▶ **Information**:
//! Priority-ordered task queue.
//!
//! Tasks run highest priority first and in submission order within a priority.

use std::cmp::Ordering;
use std::collections::BinaryHeap;
use std::fmt;
use std::sync::{Condvar, Mutex, PoisonError};
use std::time::Duration;

/// Unit of background work. Results travel back through whatever channel the
/// closure captured.
pub type Task = Box<dyn FnOnce() + Send + 'static>;

/// Task priority levels
///
/// Higher numeric values run first.
#[derive(Debug, Clone, Copy, PartialEq, Eq, PartialOrd, Ord, Hash)]
pub enum TaskPriority {
    /// Tiles around the viewport that are not yet on screen
    Prefetch = 0,

    /// Tiles currently on screen
    Visible = 1,

    /// Document resolve, open and decrypt
    Load = 2,
}

pub(crate) struct QueuedTask {
    pub(crate) priority: TaskPriority,
    insertion_order: u64,
    pub(crate) task: Task,
}

impl fmt::Debug for QueuedTask {
    fn fmt(&self, f: &mut fmt::Formatter<'_>) -> fmt::Result {
        f.debug_struct("QueuedTask")
            .field("priority", &self.priority)
            .field("insertion_order", &self.insertion_order)
            .finish_non_exhaustive()
    }
}

impl PartialEq for QueuedTask {
    fn eq(&self, other: &Self) -> bool {
        self.priority == other.priority && self.insertion_order == other.insertion_order
    }
}

impl Eq for QueuedTask {}

impl PartialOrd for QueuedTask {
    fn partial_cmp(&self, other: &Self) -> Option<Ordering> {
        Some(self.cmp(other))
    }
}

impl Ord for QueuedTask {
    fn cmp(&self, other: &Self) -> Ordering {
        match self.priority.cmp(&other.priority) {
            // BinaryHeap is a max heap, so earlier insertions compare greater.
            Ordering::Equal => other.insertion_order.cmp(&self.insertion_order),
            other => other,
        }
    }
}

#[derive(Default)]
struct QueueState {
    heap: BinaryHeap<QueuedTask>,
    insertion_counter: u64,
}

/// Thread-safe priority queue shared by executors and their workers.
#[derive(Default)]
pub struct TaskQueue {
    state: Mutex<QueueState>,
    available: Condvar,
}

impl TaskQueue {
    pub fn new() -> Self {
        Self::default()
    }

    pub fn push(&self, priority: TaskPriority, task: Task) {
        let mut state = self.state.lock().unwrap_or_else(PoisonError::into_inner);
        let insertion_order = state.insertion_counter;
        state.insertion_counter += 1;
        state.heap.push(QueuedTask { priority, insertion_order, task });
        drop(state);

        self.available.notify_one();
    }

    pub(crate) fn pop(&self) -> Option<QueuedTask> {
        self.state.lock().unwrap_or_else(PoisonError::into_inner).heap.pop()
    }

    /// Pops the next task, waiting up to `timeout` for one to arrive.
    pub(crate) fn pop_timeout(&self, timeout: Duration) -> Option<QueuedTask> {
        let mut state = self.state.lock().unwrap_or_else(PoisonError::into_inner);
        if state.heap.is_empty() {
            state = self
                .available
                .wait_timeout(state, timeout)
                .map(|(guard, _)| guard)
                .unwrap_or_else(|poisoned| poisoned.into_inner().0);
        }
        state.heap.pop()
    }

    pub(crate) fn wake_all(&self) {
        self.available.notify_all();
    }

    pub fn len(&self) -> usize {
        self.state.lock().unwrap_or_else(PoisonError::into_inner).heap.len()
    }

    pub fn is_empty(&self) -> bool {
        self.len() == 0
    }

    /// Drops every queued task without running it. Returns how many were dropped.
    pub fn clear(&self) -> usize {
        let mut state = self.state.lock().unwrap_or_else(PoisonError::into_inner);
        let dropped = state.heap.len();
        state.heap.clear();
        dropped
    }
}
//! Bounded queue of interleaved samples between the network reader and the output callback.
//!
//! - reader thread: [`SharedAudio::push_interleaved_blocking`] (blocks when full, which is what
//!   pushes back on the TCP sender)
//! - output callback: [`SharedAudio::pop_nonblocking`] (never waits)
//!
//! Shutdown is `close()` followed by draining whatever is still buffered.

use std::collections::VecDeque;
use std::sync::atomic::{AtomicBool, AtomicU64, Ordering};
use std::sync::{Condvar, Mutex, MutexGuard, PoisonError};
use std::time::{Duration, Instant};

const LOW_BUFFER_LOG_INTERVAL: Duration = Duration::from_secs(1);
const NEVER_LOGGED: u64 = u64::MAX;

/// Thread-safe bounded queue of interleaved `f32` samples.
///
/// The `done` flag lives under the same mutex as the samples so close and drain cannot race.
/// The channel count is fixed for the lifetime of the queue.
pub struct SharedAudio {
    channels: usize,
    inner: Mutex<SharedInner>,
    cv: Condvar,
    max_buffered_samples: usize,
    /// Whole frames below which a pop logs a low-buffer warning; 0 disables it.
    low_buffer_frames: usize,
    created: Instant,
    /// Milliseconds after `created` of the last low-buffer log.
    last_low_log_ms: AtomicU64,
}

struct SharedInner {
    queue: VecDeque<f32>,
    done: bool,
}

impl SharedAudio {
    /// Queue holding at most `max_frames` frames of `channels` samples.
    pub fn new(channels: usize, max_frames: usize) -> Self {
        let channels = channels.max(1);
        Self {
            channels,
            inner: Mutex::new(SharedInner {
                queue: VecDeque::new(),
                done: false,
            }),
            cv: Condvar::new(),
            max_buffered_samples: max_frames.max(1).saturating_mul(channels),
            low_buffer_frames: 0,
            created: Instant::now(),
            last_low_log_ms: AtomicU64::new(NEVER_LOGGED),
        }
    }

    /// Warn (at most once per second) when a pop leaves fewer than `frames` frames queued.
    pub fn with_low_buffer_frames(mut self, frames: usize) -> Self {
        self.low_buffer_frames = frames;
        self
    }

    pub fn channels(&self) -> usize {
        self.channels
    }

    /// Capacity in frames.
    pub fn max_frames(&self) -> usize {
        self.max_buffered_samples / self.channels
    }

    /// Buffered frames (snapshot).
    pub fn len_frames(&self) -> usize {
        self.lock().queue.len() / self.channels
    }

    pub fn is_done(&self) -> bool {
        self.lock().done
    }

    /// Mark the producer side finished and wake every waiter. Idempotent.
    pub fn close(&self) {
        self.lock().done = true;
        self.cv.notify_all();
    }

    /// Append samples, waiting for room while the queue is full.
    ///
    /// Returns `false` if the queue was closed before everything fit; the rest is dropped.
    pub fn push_interleaved_blocking(&self, samples: &[f32]) -> bool {
        let mut offset = 0;

        while offset < samples.len() {
            let mut g = self.lock();
            while g.queue.len() >= self.max_buffered_samples && !g.done {
                g = self.cv.wait(g).unwrap_or_else(PoisonError::into_inner);
            }
            if g.done {
                return false;
            }

            let room = self.max_buffered_samples - g.queue.len();
            let take = room.min(samples.len() - offset);
            g.queue.extend(&samples[offset..offset + take]);
            offset += take;

            drop(g);
            self.cv.notify_all();
        }
        true
    }

    /// Take up to `max_frames` whole frames without waiting; `None` when nothing is buffered.
    pub fn pop_nonblocking(&self, max_frames: usize) -> Option<Vec<f32>> {
        let mut g = self.lock();
        let take_frames = (g.queue.len() / self.channels).min(max_frames);
        if take_frames == 0 {
            return None;
        }

        let out: Vec<f32> = g.queue.drain(..take_frames * self.channels).collect();
        let remaining = g.queue.len();
        drop(g);

        self.cv.notify_all();
        if self.is_low(remaining) {
            self.log_low_buffer(remaining / self.channels);
        }
        Some(out)
    }

    /// Block until the queue is closed and empty, or `cancel` is raised.
    ///
    /// Returns `true` when the queue drained normally.
    pub fn wait_until_drained_or_cancel(&self, cancel: &AtomicBool) -> bool {
        let mut g = self.lock();
        loop {
            if cancel.load(Ordering::Relaxed) {
                return false;
            }
            if g.done && g.queue.is_empty() {
                return true;
            }
            let (next, _timeout) = self
                .cv
                .wait_timeout(g, Duration::from_millis(50))
                .unwrap_or_else(PoisonError::into_inner);
            g = next;
        }
    }

    /// Drop everything still buffered (used when a stream is abandoned).
    pub fn clear(&self) {
        self.lock().queue.clear();
        self.cv.notify_all();
    }

    fn lock(&self) -> MutexGuard<'_, SharedInner> {
        self.inner.lock().unwrap_or_else(PoisonError::into_inner)
    }

    /// An empty queue is an underrun, counted by the output side instead.
    fn is_low(&self, queued_samples: usize) -> bool {
        queued_samples > 0 && queued_samples / self.channels < self.low_buffer_frames
    }

    fn log_low_buffer(&self, queued_frames: usize) {
        let now = self.created.elapsed().as_millis() as u64;
        let last = self.last_low_log_ms.load(Ordering::Relaxed);
        let interval = LOW_BUFFER_LOG_INTERVAL.as_millis() as u64;
        if last != NEVER_LOGGED && now.saturating_sub(last) < interval {
            return;
        }
        self.last_low_log_ms.store(now, Ordering::Relaxed);
        tracing::warn!(
            queued_frames,
            threshold_frames = self.low_buffer_frames,
            "receive buffer low"
        );
    }
}
//! Wire protocol shared by the `pcm-replay` streamer and the receiver.
//!
//! Framed stream over a single byte pipe (TCP, stdout, file).
//! Frames allow:
//! - announcing the stream layout once (`StreamInfo`)
//! - carrying interleaved `f32` sample chunks
//! - marking loop boundaries and a clean end of stream
//!
//! Frame format:
//! - magic: 4 bytes "PCMR" (once, at connection start)
//! - version: u16 LE (once, at connection start)
//! - then repeated frames:
//!   - kind: u8
//!   - len: u32 LE
//!   - payload: [u8; len]

use std::io::{self, Read, Write};

mod info;

pub use info::{ChannelInfo, StreamInfo, CHANNEL_FORMAT_FLOAT32};

pub const MAGIC: [u8; 4] = *b"PCMR";
pub const VERSION: u16 = 1;

/// Upper bound for a single frame payload; larger headers are treated as corrupt.
pub const MAX_PAYLOAD_BYTES: u32 = 16 * 1024 * 1024;

#[repr(u8)]
#[derive(Debug, Clone, Copy, PartialEq, Eq)]
pub enum FrameKind {
    /// Stream layout and descriptive metadata (JSON payload).
    StreamInfo = 0x10,
    /// Interleaved `f32` LE samples, whole frames only.
    Samples = 0x11,
    /// A new pass over the source begins (loop playback).
    PassStart = 0x12,
    /// Sender finished the stream.
    End = 0x13,

    Error = 0x7F,
}

impl FrameKind {
    pub fn from_u8(b: u8) -> io::Result<Self> {
        let k = match b {
            0x10 => FrameKind::StreamInfo,
            0x11 => FrameKind::Samples,
            0x12 => FrameKind::PassStart,
            0x13 => FrameKind::End,
            0x7F => FrameKind::Error,
            _ => {
                return Err(io::Error::new(
                    io::ErrorKind::InvalidData,
                    format!("unknown frame kind {b:#x}"),
                ));
            }
        };
        Ok(k)
    }
}

/// Connection prelude: magic + version.
pub fn write_prelude(mut w: impl Write) -> io::Result<()> {
    w.write_all(&MAGIC)?;
    w.write_all(&VERSION.to_le_bytes())?;
    Ok(())
}

/// Read and validate the connection prelude.
pub fn read_prelude(mut r: impl Read) -> io::Result<()> {
    let mut magic = [0u8; 4];
    r.read_exact(&mut magic)?;
    if magic != MAGIC {
        return Err(io::Error::new(io::ErrorKind::InvalidData, "bad magic"));
    }

    let mut ver = [0u8; 2];
    r.read_exact(&mut ver)?;
    let version = u16::from_le_bytes(ver);
    if version != VERSION {
        return Err(io::Error::new(
            io::ErrorKind::InvalidData,
            format!("unsupported version {version}"),
        ));
    }

    Ok(())
}

/// Write a frame header + payload.
pub fn write_frame(mut w: impl Write, kind: FrameKind, payload: &[u8]) -> io::Result<()> {
    let frame = encode_frame(kind, payload)?;
    w.write_all(&frame)?;
    Ok(())
}

/// Encode a frame into a single buffer (header + payload).
pub fn encode_frame(kind: FrameKind, payload: &[u8]) -> io::Result<Vec<u8>> {
    let len: u32 = payload
        .len()
        .try_into()
        .ok()
        .filter(|len| *len <= MAX_PAYLOAD_BYTES)
        .ok_or_else(|| io::Error::new(io::ErrorKind::InvalidInput, "payload too large"))?;

    let mut out = Vec::with_capacity(1 + 4 + payload.len());
    out.push(kind as u8);
    out.extend_from_slice(&len.to_le_bytes());
    out.extend_from_slice(payload);
    Ok(out)
}

/// Read a frame header and return `(kind, len)`.
///
/// The caller should then read exactly `len` bytes of payload.
pub fn read_frame_header(mut r: impl Read) -> io::Result<(FrameKind, u32)> {
    let mut kindb = [0u8; 1];
    r.read_exact(&mut kindb)?;
    let kind = FrameKind::from_u8(kindb[0])?;

    let mut lenb = [0u8; 4];
    r.read_exact(&mut lenb)?;
    let len = u32::from_le_bytes(lenb);
    Ok((kind, len))
}

/// Read one whole frame, rejecting payloads above [`MAX_PAYLOAD_BYTES`].
pub fn read_frame(mut r: impl Read) -> io::Result<(FrameKind, Vec<u8>)> {
    let (kind, len) = read_frame_header(&mut r)?;
    if len > MAX_PAYLOAD_BYTES {
        return Err(io::Error::new(
            io::ErrorKind::InvalidData,
            format!("frame payload of {len} bytes exceeds limit"),
        ));
    }
    let mut payload = vec![0u8; len as usize];
    r.read_exact(&mut payload)?;
    Ok((kind, payload))
}

/// Encode a `SAMPLES` payload: interleaved `f32` LE.
pub fn encode_samples(samples: &[f32]) -> Vec<u8> {
    let mut out = Vec::with_capacity(samples.len() * 4);
    for s in samples {
        out.extend_from_slice(&s.to_le_bytes());
    }
    out
}

/// Decode a `SAMPLES` payload into `out`, checking it holds whole frames of `channels`.
pub fn decode_samples(payload: &[u8], channels: usize, out: &mut Vec<f32>) -> io::Result<usize> {
    let frame_bytes = channels.max(1) * 4;
    if payload.len() % frame_bytes != 0 {
        return Err(io::Error::new(
            io::ErrorKind::InvalidData,
            format!(
                "SAMPLES payload of {} bytes is not a whole number of {channels}-channel frames",
                payload.len()
            ),
        ));
    }
    out.extend(
        payload
            .chunks_exact(4)
            .map(|b| f32::from_le_bytes([b[0], b[1], b[2], b[3]])),
    );
    Ok(payload.len() / frame_bytes)
}

/// Encode a `STREAM_INFO` payload (JSON).
pub fn encode_stream_info(info: &StreamInfo) -> io::Result<Vec<u8>> {
    serde_json::to_vec(info).map_err(|e| io::Error::new(io::ErrorKind::InvalidInput, e))
}

/// Decode a `STREAM_INFO` payload.
pub fn decode_stream_info(payload: &[u8]) -> io::Result<StreamInfo> {
    serde_json::from_slice(payload).map_err(|e| io::Error::new(io::ErrorKind::InvalidData, e))
}

#[cfg(test)]
mod tests {
    use super::*;
    use std::io::Cursor;

    #[test]
    fn prelude_roundtrip_ok() {
        let mut buf = Vec::new();
        write_prelude(&mut buf).unwrap();
        let mut cur = Cursor::new(buf);
        read_prelude(&mut cur).unwrap();
    }

    #[test]
    fn prelude_rejects_bad_magic() {
        let mut buf = Vec::new();
        buf.extend_from_slice(b"ABRD");
        buf.extend_from_slice(&VERSION.to_le_bytes());
        let mut cur = Cursor::new(buf);
        let err = read_prelude(&mut cur).unwrap_err();
        assert_eq!(err.kind(), io::ErrorKind::InvalidData);
    }

    #[test]
    fn prelude_rejects_bad_version() {
        let mut buf = Vec::new();
        buf.extend_from_slice(&MAGIC);
        buf.extend_from_slice(&(VERSION + 1).to_le_bytes());
        let mut cur = Cursor::new(buf);
        let err = read_prelude(&mut cur).unwrap_err();
        assert_eq!(err.kind(), io::ErrorKind::InvalidData);
    }

    #[test]
    fn unknown_frame_kind_is_invalid_data() {
        let err = FrameKind::from_u8(0x55).unwrap_err();
        assert_eq!(err.kind(), io::ErrorKind::InvalidData);
    }

    #[test]
    fn write_frame_then_read_frame() {
        let mut buf = Vec::new();
        write_frame(&mut buf, FrameKind::PassStart, &[]).unwrap();
        write_frame(&mut buf, FrameKind::Error, b"boom").unwrap();

        let mut cur = Cursor::new(buf);
        let (kind, payload) = read_frame(&mut cur).unwrap();
        assert_eq!(kind, FrameKind::PassStart);
        assert!(payload.is_empty());
        let (kind, payload) = read_frame(&mut cur).unwrap();
        assert_eq!(kind, FrameKind::Error);
        assert_eq!(payload, b"boom");
    }

    #[test]
    fn read_frame_rejects_oversized_header() {
        let mut buf = vec![FrameKind::Samples as u8];
        buf.extend_from_slice(&(MAX_PAYLOAD_BYTES + 1).to_le_bytes());
        let err = read_frame(Cursor::new(buf)).unwrap_err();
        assert_eq!(err.kind(), io::ErrorKind::InvalidData);
    }

    #[test]
    fn samples_keep_exact_bits() {
        let samples = [-1.0f32, 0.999_969_5, 0.0, -0.003_051_757_8];
        let payload = encode_samples(&samples);
        assert_eq!(payload.len(), 16);

        let mut out = Vec::new();
        let frames = decode_samples(&payload, 2, &mut out).unwrap();
        assert_eq!(frames, 2);
        for (a, b) in samples.iter().zip(&out) {
            assert_eq!(a.to_bits(), b.to_bits());
        }
    }

    #[test]
    fn samples_reject_partial_frames() {
        let payload = encode_samples(&[0.5, 0.25, 0.125]);
        let mut out = Vec::new();
        let err = decode_samples(&payload, 2, &mut out).unwrap_err();
        assert_eq!(err.kind(), io::ErrorKind::InvalidData);
        assert!(out.is_empty());
    }

    #[test]
    fn stream_info_payload_roundtrip() {
        let info = StreamInfo::new("audio", "audio", 2, 44_100, "pcm_file_a.wav");
        let payload = encode_stream_info(&info).unwrap();
        let decoded = decode_stream_info(&payload).unwrap();
        assert_eq!(decoded, info);
    }

    #[test]
    fn stream_info_rejects_garbage() {
        let err = decode_stream_info(b"{not json").unwrap_err();
        assert_eq!(err.kind(), io::ErrorKind::InvalidData);
    }
}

▶ **The problem**: Of the entries above, repeat exactly the lines from the line with "pub(crate) fn wake_all(&self)" through the line with "the TCP sender)", both of them included.

▶ **Written response**:
    pub(crate) fn wake_all(&self) {
        self.available.notify_all();
    }

    pub fn len(&self) -> usize {
        self.state.lock().unwrap_or_else(PoisonError::into_inner).heap.len()
    }

    pub fn is_empty(&self) -> bool {
        self.len() == 0
    }

    /// Drops every queued task without running it. Returns how many were dropped.
    pub fn clear(&self) -> usize {
        let mut state = self.state.lock().unwrap_or_else(PoisonError::into_inner);
        let dropped = state.heap.len();
        state.heap.clear();
        dropped
    }
}
//! Bounded queue of interleaved samples between the network reader and the output callback.
//!
//! - reader thread: [`SharedAudio::push_interleaved_blocking`] (blocks when full, which is what
//!   pushes back on the TCP sender)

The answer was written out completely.